Friday, December 2, 2016

Adichie’s “danger of a single story” and the Rise of Post-Truth Trumplandia | the becoming radical

Adichie’s “danger of a single story” and the Rise of Post-Truth Trumplandia | the becoming radical:

Adichie’s “danger of a single story” and the Rise of Post-Truth Trumplandia


In an effort to understand post-truth Trumplandia, this is one explanation:
Why coverage is so off: Journalists literally have no framework or training with how to deal with a president who denies basic reality.
However, this fails to confront that the rise of Trumplandia is but an extreme and logical extension of a mainstream media and political elite existing almost entirely on false narratives—the denial of basic reality.
The bootstrap and rising boat narratives, black-on-black crime, the pervasive threat of terrorism, the lazy poor, the welfare queen, and the relentless “kids today” mantra—these are all powerful as well as enduring claims but also provably false.
With Trump’s election, the post-truth reality now focuses on lamenting the plight of the white working class (also provably false) and masking racism and white supremacy as “alt-right.”
The media simply report that Source X makes Claim A—but never venture into the harder story that Source X is making a false Claim A—especially when false Claim A rings true within the Great American Myths that Chimamanda Ngozi Adichie powerfully warns about:
I’m a storyteller. And I would like to tell you a few personal stories about what I like to call “the danger of the single story.”…
I come from a conventional, middle-class Nigerian family. My father was a professor. My mother was an administrator. And so we had, as was the norm, live-in domestic help, who would often come from nearby rural villages. So, the year I turned eight, we got a new house boy. His name was Fide. The only thing my mother told us about him was that his family was very poor. My mother sent yams and rice, and our old clothes, to his family. And when I didn’t finish my dinner, my mother would say, “Finish your food!

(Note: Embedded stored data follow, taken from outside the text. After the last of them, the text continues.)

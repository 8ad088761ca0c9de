//! The compiled metadata model.
//!
//! Produced once by [`MetadataBuilder`](crate::MetadataBuilder) and
//! read-only afterwards. Derived views that depend on several records (the
//! full route, response shaping) are computed during compilation.

use http::StatusCode;

use hermes_core::di::Factory;
use hermes_core::{ActionType, ParamFormat, ParamSource, ParamType, TargetId};
use hermes_router::RoutePath;

use crate::action_fn::ActionFn;
use crate::component::{InterceptorRef, MiddlewareRef};
use crate::directive::{ResponseDirectives, TransformOptions};

/// A compiled controller with its actions.
#[derive(Debug, Clone)]
pub struct ControllerMetadata {
    /// Controller type.
    pub target: TargetId,
    /// Base route.
    pub route: Option<RoutePath>,
    /// Responses are JSON by default.
    pub json: bool,
    /// Constructor used when the container has no instance.
    pub factory: Option<Factory>,
    /// Actions in declaration order.
    pub actions: Vec<ActionMetadata>,
}

/// A compiled parameter.
#[derive(Debug, Clone, PartialEq, Eq)]
pub struct ParamMetadata {
    /// Argument position.
    pub index: usize,
    /// Where the value comes from.
    pub kind: ParamType,
    /// Name for named sources.
    pub name: Option<String>,
    /// Absent values are rejected.
    pub required: bool,
    /// Text values are parsed as JSON.
    pub parse_json: bool,
    /// Expected shape of text values.
    pub format: Option<ParamFormat>,
}

impl ParamMetadata {
    /// The extraction source for this parameter.
    ///
    /// `json_body` forces JSON decoding of the body for JSON-typed actions.
    #[must_use]
    pub fn source(&self, json_body: bool) -> ParamSource {
        let source = match &self.name {
            Some(name) => ParamSource::named(self.kind, name.clone()),
            None => ParamSource::new(self.kind),
        };
        source.json_body(json_body)
    }
}

/// A compiled middleware binding.
#[derive(Debug, Clone)]
pub struct UseMetadata {
    /// The middleware.
    pub middleware: MiddlewareRef,
    /// Runs after the action.
    pub after_action: bool,
}

/// A compiled interceptor binding.
#[derive(Debug, Clone)]
pub struct UseInterceptorMetadata {
    /// The interceptor.
    pub interceptor: InterceptorRef,
}

/// A compiled action.
#[derive(Debug, Clone)]
pub struct ActionMetadata {
    /// Owning controller type.
    pub target: TargetId,
    /// Method name.
    pub method: String,
    /// Own route.
    pub route: Option<RoutePath>,
    /// HTTP method.
    pub action_type: ActionType,
    /// Business method.
    pub handler: ActionFn,
    /// Parameters by position.
    pub params: Vec<ParamMetadata>,
    /// Middleware bindings in declaration order.
    pub uses: Vec<UseMetadata>,
    /// Interceptors in run order: global first, then declaration order.
    pub interceptors: Vec<UseInterceptorMetadata>,
    /// Response directives.
    pub directives: ResponseDirectives,
    pub(crate) full_route: RoutePath,
    pub(crate) controller_json: bool,
}

impl ActionMetadata {
    /// Controller route joined with the action route.
    #[must_use]
    pub fn full_route(&self) -> &RoutePath {
        &self.full_route
    }

    /// Whether results and errors are written as JSON.
    #[must_use]
    pub fn is_json_typed(&self) -> bool {
        if self.directives.json {
            true
        } else if self.directives.text {
            false
        } else {
            self.controller_json
        }
    }

    /// Any parameter reads the body.
    #[must_use]
    pub fn is_body_used(&self) -> bool {
        self.uses_param(|kind| matches!(kind, ParamType::Body | ParamType::BodyParam))
    }

    /// A single-file parameter is declared.
    #[must_use]
    pub fn is_file_used(&self) -> bool {
        self.uses_param(|kind| kind == ParamType::UploadedFile)
    }

    /// A multi-file parameter is declared.
    #[must_use]
    pub fn is_files_used(&self) -> bool {
        self.uses_param(|kind| kind == ParamType::UploadedFiles)
    }

    /// Any parameter reads cookies.
    #[must_use]
    pub fn is_cookies_used(&self) -> bool {
        self.uses_param(|kind| matches!(kind, ParamType::Cookie | ParamType::Cookies))
    }

    fn uses_param(&self, pred: impl Fn(ParamType) -> bool) -> bool {
        self.params.iter().any(|p| pred(p.kind))
    }

    /// Headers written on success: `Location`, `Content-Type`, then custom
    /// headers in declaration order.
    #[must_use]
    pub fn headers(&self) -> Vec<(String, String)> {
        let mut headers = Vec::with_capacity(self.directives.headers.len() + 2);
        if let Some(location) = &self.directives.location {
            headers.push(("Location".to_string(), location.clone()));
        }
        if let Some(content_type) = &self.directives.content_type {
            headers.push(("Content-Type".to_string(), content_type.clone()));
        }
        headers.extend(self.directives.headers.iter().cloned());
        headers
    }

    /// Redirect target.
    #[must_use]
    pub fn redirect(&self) -> Option<&str> {
        self.directives.redirect.as_deref()
    }

    /// Template to render.
    #[must_use]
    pub fn rendered_template(&self) -> Option<&str> {
        self.directives.rendered_template.as_deref()
    }

    /// Declared success status.
    #[must_use]
    pub fn success_code(&self) -> Option<StatusCode> {
        self.directives.success_code
    }

    /// Declared status for undefined results.
    #[must_use]
    pub fn undefined_result_code(&self) -> Option<StatusCode> {
        self.directives.undefined_result_code
    }

    /// Declared status for `null` results.
    #[must_use]
    pub fn null_result_code(&self) -> Option<StatusCode> {
        self.directives.null_result_code
    }

    /// Declared status for empty results.
    #[must_use]
    pub fn empty_result_code(&self) -> Option<StatusCode> {
        self.directives.empty_result_code
    }

    /// Declared status for errors without their own status.
    #[must_use]
    pub fn error_code(&self) -> Option<StatusCode> {
        self.directives.error_code
    }

    /// Declared serialization options.
    #[must_use]
    pub fn transform_options(&self) -> Option<&TransformOptions> {
        self.directives.transform.as_ref()
    }

    /// Middlewares run before the handler.
    pub fn before_uses(&self) -> impl Iterator<Item = &UseMetadata> {
        self.uses.iter().filter(|u| !u.after_action)
    }

    /// Middlewares run after the handler.
    pub fn after_uses(&self) -> impl Iterator<Item = &UseMetadata> {
        self.uses.iter().filter(|u| u.after_action)
    }
}
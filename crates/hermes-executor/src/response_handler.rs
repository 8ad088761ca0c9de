//! Turns action outcomes into driver calls.

use http::StatusCode;
use serde_json::{Map, Value};

use hermes_core::{Action, ActionResult, HttpError};
use hermes_metadata::ActionMetadata;
use hermes_middleware::{Driver, ErrorOptions, SuccessBody, SuccessOptions};

/// Status for undefined results without a directive.
pub const DEFAULT_UNDEFINED_RESULT_CODE: StatusCode = StatusCode::NOT_FOUND;
/// Status for `null` results without a directive.
pub const DEFAULT_NULL_RESULT_CODE: StatusCode = StatusCode::NOT_FOUND;
/// Status for empty results without a directive.
pub const DEFAULT_EMPTY_RESULT_CODE: StatusCode = StatusCode::NO_CONTENT;
/// Status for other results without a directive.
pub const DEFAULT_SUCCESS_CODE: StatusCode = StatusCode::OK;

/// Shapes results and errors of one action according to its directives.
#[derive(Debug, Clone, Copy)]
pub struct ResponseHandler<'m> {
    action: &'m ActionMetadata,
    use_class_transformer: bool,
}

impl<'m> ResponseHandler<'m> {
    /// Creates a handler for `action`.
    #[must_use]
    pub fn new(action: &'m ActionMetadata, use_class_transformer: bool) -> Self {
        Self {
            action,
            use_class_transformer,
        }
    }

    /// Hands a successful result to the driver.
    ///
    /// `status` is a status set by the handler itself; it wins over the
    /// declared and default codes.
    pub fn handle_success(
        &self,
        driver: &dyn Driver,
        action: &mut Action,
        result: ActionResult,
        status: Option<StatusCode>,
    ) {
        driver.handle_success(self.success_options(result, status), action);
    }

    /// Hands an error to the driver.
    pub fn handle_error(&self, driver: &dyn Driver, action: &mut Action, error: HttpError) {
        driver.handle_error(self.error_options(error), action);
    }

    /// Shapes a successful result.
    ///
    /// A redirect directive wins over everything, then a template, then the
    /// undefined, `null` and empty result codes.
    #[must_use]
    pub fn success_options(&self, result: ActionResult, status: Option<StatusCode>) -> SuccessOptions {
        let meta = self.action;
        let headers = meta.headers();

        if let Some(target) = meta.redirect() {
            return SuccessOptions {
                status: StatusCode::FOUND,
                headers,
                body: SuccessBody::Redirect(redirect_location(target, &result)),
            };
        }

        let (code, body) = if let Some(template) = meta.rendered_template() {
            let context = match result {
                ActionResult::Undefined | ActionResult::Null => Value::Object(Map::new()),
                other => self.transform(other.to_json()),
            };
            let body = SuccessBody::Template {
                name: template.to_string(),
                context,
            };
            (meta.success_code().unwrap_or(DEFAULT_SUCCESS_CODE), body)
        } else {
            match result {
                ActionResult::Undefined => (
                    meta.undefined_result_code()
                        .unwrap_or(DEFAULT_UNDEFINED_RESULT_CODE),
                    SuccessBody::Empty,
                ),
                ActionResult::Null => (
                    meta.null_result_code().unwrap_or(DEFAULT_NULL_RESULT_CODE),
                    SuccessBody::Empty,
                ),
                result if result.is_empty() => (
                    meta.empty_result_code().unwrap_or(DEFAULT_EMPTY_RESULT_CODE),
                    SuccessBody::Empty,
                ),
                result => (
                    meta.success_code().unwrap_or(DEFAULT_SUCCESS_CODE),
                    self.body(result),
                ),
            }
        };

        SuccessOptions {
            status: status.unwrap_or(code),
            headers,
            body,
        }
    }

    /// Shapes an error: the error's own status, else the declared error
    /// code, else 500.
    #[must_use]
    pub fn error_options(&self, error: HttpError) -> ErrorOptions {
        let status = error
            .status()
            .or_else(|| self.action.error_code())
            .unwrap_or(StatusCode::INTERNAL_SERVER_ERROR);
        ErrorOptions {
            error,
            status,
            json: self.action.is_json_typed(),
        }
    }

    fn body(&self, result: ActionResult) -> SuccessBody {
        let json = self.action.is_json_typed();
        match result {
            ActionResult::Bytes(bytes) => SuccessBody::Bytes(bytes),
            ActionResult::Text(text) if json => SuccessBody::Json(Value::String(text)),
            ActionResult::Text(text) => SuccessBody::Text(text),
            ActionResult::Json(value) if json => SuccessBody::Json(self.transform(value)),
            ActionResult::Json(Value::String(text)) => SuccessBody::Text(text),
            ActionResult::Json(value) => SuccessBody::Text(self.transform(value).to_string()),
            ActionResult::Undefined | ActionResult::Null => SuccessBody::Empty,
        }
    }

    fn transform(&self, mut value: Value) -> Value {
        if self.use_class_transformer {
            if let Some(options) = self.action.transform_options() {
                options.apply(&mut value);
            }
        }
        value
    }
}

/// Resolves a redirect target against the result.
///
/// A string result replaces the target; `:key` segments are filled from an
/// object result.
fn redirect_location(target: &str, result: &ActionResult) -> String {
    match result.to_json() {
        Value::String(location) if !location.is_empty() => location,
        Value::Object(fields) => {
            let mut location = target.to_string();
            for (key, value) in &fields {
                let replacement = match value {
                    Value::String(s) => s.clone(),
                    other => other.to_string(),
                };
                location = location.replace(&format!(":{key}"), &replacement);
            }
            location
        }
        _ => target.to_string(),
    }
}

#[cfg(test)]
mod tests {
    use super::*;
    use hermes_core::{ActionType, Args, TargetId};
    use hermes_metadata::{
        ActionFn, MetadataArgsStorage, MetadataBuilder, ResponseDirective, TransformOptions,
    };
    use serde_json::json;
    use std::sync::Arc;

    #[derive(Default)]
    struct Ctl;

    fn action(json: bool, directives: Vec<ResponseDirective>) -> ActionMetadata {
        let mut storage = MetadataArgsStorage::new();
        let mut decl = if json {
            storage.json_controller::<Ctl>("/c")
        } else {
            storage.controller::<Ctl>("/c")
        }
        .action_fn(
            ActionType::Get,
            "/x",
            "x",
            ActionFn::new(|_: Arc<Ctl>, _: Args| async { Ok::<_, HttpError>(()) }),
        );
        for directive in directives {
            decl = decl.response(directive);
        }
        decl.end();
        let mut controllers = MetadataBuilder::new(&storage)
            .build_controller_metadata(Some(&[TargetId::of::<Ctl>()]))
            .unwrap();
        controllers.remove(0).actions.remove(0)
    }

    #[test]
    fn test_default_codes() {
        let meta = action(true, vec![]);
        let handler = ResponseHandler::new(&meta, true);

        let undefined = handler.success_options(ActionResult::Undefined, None);
        assert_eq!(undefined.status, StatusCode::NOT_FOUND);
        assert_eq!(undefined.body, SuccessBody::Empty);

        let null = handler.success_options(ActionResult::Null, None);
        assert_eq!(null.status, StatusCode::NOT_FOUND);

        let empty = handler.success_options(ActionResult::Text(String::new()), None);
        assert_eq!(empty.status, StatusCode::NO_CONTENT);

        let ok = handler.success_options(ActionResult::Json(json!({"id": 1})), None);
        assert_eq!(ok.status, StatusCode::OK);
        assert_eq!(ok.body, SuccessBody::Json(json!({"id": 1})));
    }

    #[test]
    fn test_declared_codes_and_handler_status() {
        let meta = action(
            false,
            vec![
                ResponseDirective::UndefinedResultCode(StatusCode::NO_CONTENT),
                ResponseDirective::SuccessCode(StatusCode::CREATED),
            ],
        );
        let handler = ResponseHandler::new(&meta, true);
        assert_eq!(
            handler.success_options(ActionResult::Undefined, None).status,
            StatusCode::NO_CONTENT
        );
        let created = handler.success_options(ActionResult::Text("hi".into()), None);
        assert_eq!(created.status, StatusCode::CREATED);
        assert_eq!(created.body, SuccessBody::Text("hi".into()));

        let patched = handler.success_options(ActionResult::Text("hi".into()), Some(StatusCode::ACCEPTED));
        assert_eq!(patched.status, StatusCode::ACCEPTED);
    }

    #[test]
    fn test_text_typed_serializes_objects() {
        let meta = action(false, vec![]);
        let handler = ResponseHandler::new(&meta, true);
        let options = handler.success_options(ActionResult::Json(json!({"a": 1})), None);
        assert_eq!(options.body, SuccessBody::Text(r#"{"a":1}"#.into()));
    }

    #[test]
    fn test_redirect_substitution() {
        let meta = action(true, vec![ResponseDirective::Redirect("/users/:id".into())]);
        let handler = ResponseHandler::new(&meta, true);

        let options = handler.success_options(ActionResult::Json(json!({"id": 7})), None);
        assert_eq!(options.status, StatusCode::FOUND);
        assert_eq!(options.body, SuccessBody::Redirect("/users/7".into()));

        let direct = handler.success_options(ActionResult::Text("/elsewhere".into()), None);
        assert_eq!(direct.body, SuccessBody::Redirect("/elsewhere".into()));

        let plain = handler.success_options(ActionResult::Undefined, None);
        assert_eq!(plain.body, SuccessBody::Redirect("/users/:id".into()));
    }

    #[test]
    fn test_template_and_headers() {
        let meta = action(
            false,
            vec![
                ResponseDirective::RenderedTemplate("index.html".into()),
                ResponseDirective::Header {
                    name: "x-page".into(),
                    value: "index".into(),
                },
            ],
        );
        let handler = ResponseHandler::new(&meta, true);
        let options = handler.success_options(ActionResult::Json(json!({"title": "Q"})), None);
        assert_eq!(
            options.body,
            SuccessBody::Template {
                name: "index.html".into(),
                context: json!({"title": "Q"}),
            }
        );
        assert_eq!(options.headers, vec![("x-page".to_string(), "index".to_string())]);
    }

    #[test]
    fn test_transform_options() {
        let transform = TransformOptions {
            excludes: vec!["password".into()],
            exclude_prefixes: Vec::new(),
        };
        let meta = action(true, vec![ResponseDirective::TransformOptions(transform)]);
        let result = ActionResult::Json(json!({"name": "a", "password": "p"}));

        let on = ResponseHandler::new(&meta, true).success_options(result.clone(), None);
        assert_eq!(on.body, SuccessBody::Json(json!({"name": "a"})));

        let off = ResponseHandler::new(&meta, false).success_options(result, None);
        assert_eq!(off.body, SuccessBody::Json(json!({"name": "a", "password": "p"})));
    }

    #[test]
    fn test_error_status_chain() {
        let meta = action(false, vec![ResponseDirective::ErrorCode(StatusCode::NOT_FOUND)]);
        let handler = ResponseHandler::new(&meta, true);

        let declared = handler.error_options(HttpError::new("NotFound", "no such question"));
        assert_eq!(declared.status, StatusCode::NOT_FOUND);
        assert!(!declared.json);

        let own = handler.error_options(HttpError::forbidden("no"));
        assert_eq!(own.status, StatusCode::FORBIDDEN);

        let plain = action(true, vec![]);
        let fallback = ResponseHandler::new(&plain, true).error_options(HttpError::new("X", "x"));
        assert_eq!(fallback.status, StatusCode::INTERNAL_SERVER_ERROR);
        assert!(fallback.json);
    }
}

Don’t you know? People like Fide’s family have nothing.” So I felt enormous pity for Fide’s family.
Then one Saturday, we went to his village to visit, and his mother showed us a beautifully patterned basket made of dyed raffia that his brother had made. I was startled. It had not occurred to me that anybody in his family could actually make something. All I had heard about them was how poor they were, so that it had become impossible for me to see them as anything else but poor. Their poverty was my single story of them.
Adichie artfully shares more examples in her talk, but her message from 2009 rings much more horrifying today in post-truth Trumplandia, where the elected leader of the free world can say damn near anything one minute, deny it the next, and remain safely cloaked in the lies that endure as the “one story” many in the U.S. believe despite ample evidence to the contrary.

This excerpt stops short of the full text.